> _What the task requires_: Would you output the entries below only from the line containing "self.read().base_size()" through the line containing "fn read(&self) ->", exactly as they stand and with both ends included?

____ Data listing

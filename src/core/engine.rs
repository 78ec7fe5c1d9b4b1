use crate::config::TranslatorConfig;
use crate::core::lexicon::{Lexicon, LoadStatus, SaveReport};
use crate::core::resolver::Resolver;
use crate::core::types::Translation;
use crate::error::LexiconError;
use crate::provision::{ProvisionReport, Provisioner, Resources};
use std::path::{Path, PathBuf};
use std::sync::{PoisonError, RwLock, RwLockReadGuard, RwLockWriteGuard};

/// Host-facing translator: a lexicon shared behind a lock plus the resolver.
///
/// Lookups take the read lock and run concurrently; `add_word`,
/// `reload_overrides` and `save_dictionary` take the write lock.
pub struct Translator {
    lexicon: RwLock<Lexicon>,
    resolver: Resolver,
    dictionary_path: Option<PathBuf>,
    provision_report: ProvisionReport,
}

impl Translator {
    /// Base lexicon only, no dictionary file.
    pub fn new(resources: Resources) -> Self {
        Self {
            lexicon: RwLock::new(Lexicon::new()),
            resolver: Resolver::new(resources),
            dictionary_path: None,
            provision_report: ProvisionReport::default(),
        }
    }

    /// Base lexicon merged with the overrides at `path`; saves go back there.
    pub fn with_dictionary(resources: Resources, path: impl Into<PathBuf>) -> Self {
        let mut translator = Self::new(resources);
        let path = path.into();
        translator
            .lexicon
            .get_mut()
            .unwrap_or_else(PoisonError::into_inner)
            .load_overrides(&path);
        translator.dictionary_path = Some(path);
        translator
    }

    /// Provisions resources from the configured data directory and loads the
    /// configured dictionary.
    pub fn from_config(config: &TranslatorConfig) -> Self {
        let provisioner = Provisioner::new(&config.data_dir)
            .install_bundled(config.install_bundled_resources);
        let provisioner = match &config.wordnet_dir {
            Some(dir) => provisioner.with_wordnet_dir(dir),
            None => provisioner,
        };
        let (resources, report) = provisioner.provision();

        let mut translator = Self::with_dictionary(resources, &config.dictionary_path);
        translator.provision_report = report;
        tracing::info!(
            "Translator initialized. Base dict size: {}, Current: {}",
            translator.base_size(),
            translator.dictionary_size()
        );
        translator
    }

    pub fn translate(&self, text: &str) -> String {
        self.resolver.translate(&self.read(), text)
    }

    /// Like `translate`, also reporting how each token was resolved.
    pub fn explain(&self, text: &str) -> Translation {
        self.resolver.resolve(&self.read(), text)
    }

    /// Session-scoped addition; persisted only by `save_dictionary`.
    pub fn add_word(&self, english: &str, hindi: &str) {
        self.write().add(english, hindi);
        tracing::info!("Added '{}': '{}' to the session dictionary", english.to_lowercase(), hindi);
    }

    pub fn lookup(&self, english: &str) -> Option<String> {
        self.read().lookup(english).map(str::to_string)
    }

    /// Writes the whole lexicon to the dictionary file.
    pub fn save_dictionary(&self) -> Result<SaveReport, LexiconError> {
        let path = self.dictionary_path();
        self.write().save(&path)
    }

    pub fn save_dictionary_to(&self, path: &Path) -> Result<SaveReport, LexiconError> {
        self.write().save(path)
    }

    /// Merges the dictionary file again, e.g. after it was edited by hand.
    pub fn reload_overrides(&self) -> LoadStatus {
        let path = self.dictionary_path();
        self.write().load_overrides(&path)
    }

    pub fn dictionary_path(&self) -> PathBuf {
        self.dictionary_path
            .clone()
            .unwrap_or_else(|| PathBuf::from(crate::persistence::DICTIONARY_FILE))
    }

    pub fn dictionary_size(&self) -> usize {
        self.read().len()
    }

    pub fn base_size(&self) -> usize {
        self.read().base_size()
    }

    pub fn status_message(&self) -> String {
        self.read().status_message().to_string()
    }

    pub fn provision_report(&self) -> &ProvisionReport {
        &self.provision_report
    }

    pub fn resources_ready(&self) -> bool {
        self.resolver.tokenizer().is_language_aware() && self.resolver.has_lemmatizer()
    }

    fn read(&self) -> RwLockReadGuard<'_, Lexicon> {
        self.lexicon.read().unwrap_or_else(PoisonError::into_inner)
    }

    fn write(&self) -> RwLockWriteGuard<'_, Lexicon> {
        self.lexicon.write().unwrap_or_else(PoisonError::into_inner)
    }
}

________

> _The completed task_:
        self.read().base_size()
    }

    pub fn status_message(&self) -> String {
        self.read().status_message().to_string()
    }

    pub fn provision_report(&self) -> &ProvisionReport {
        &self.provision_report
    }

    pub fn resources_ready(&self) -> bool {
        self.resolver.tokenizer().is_language_aware() && self.resolver.has_lemmatizer()
    }

    fn read(&self) -> RwLockReadGuard<'_, Lexicon> {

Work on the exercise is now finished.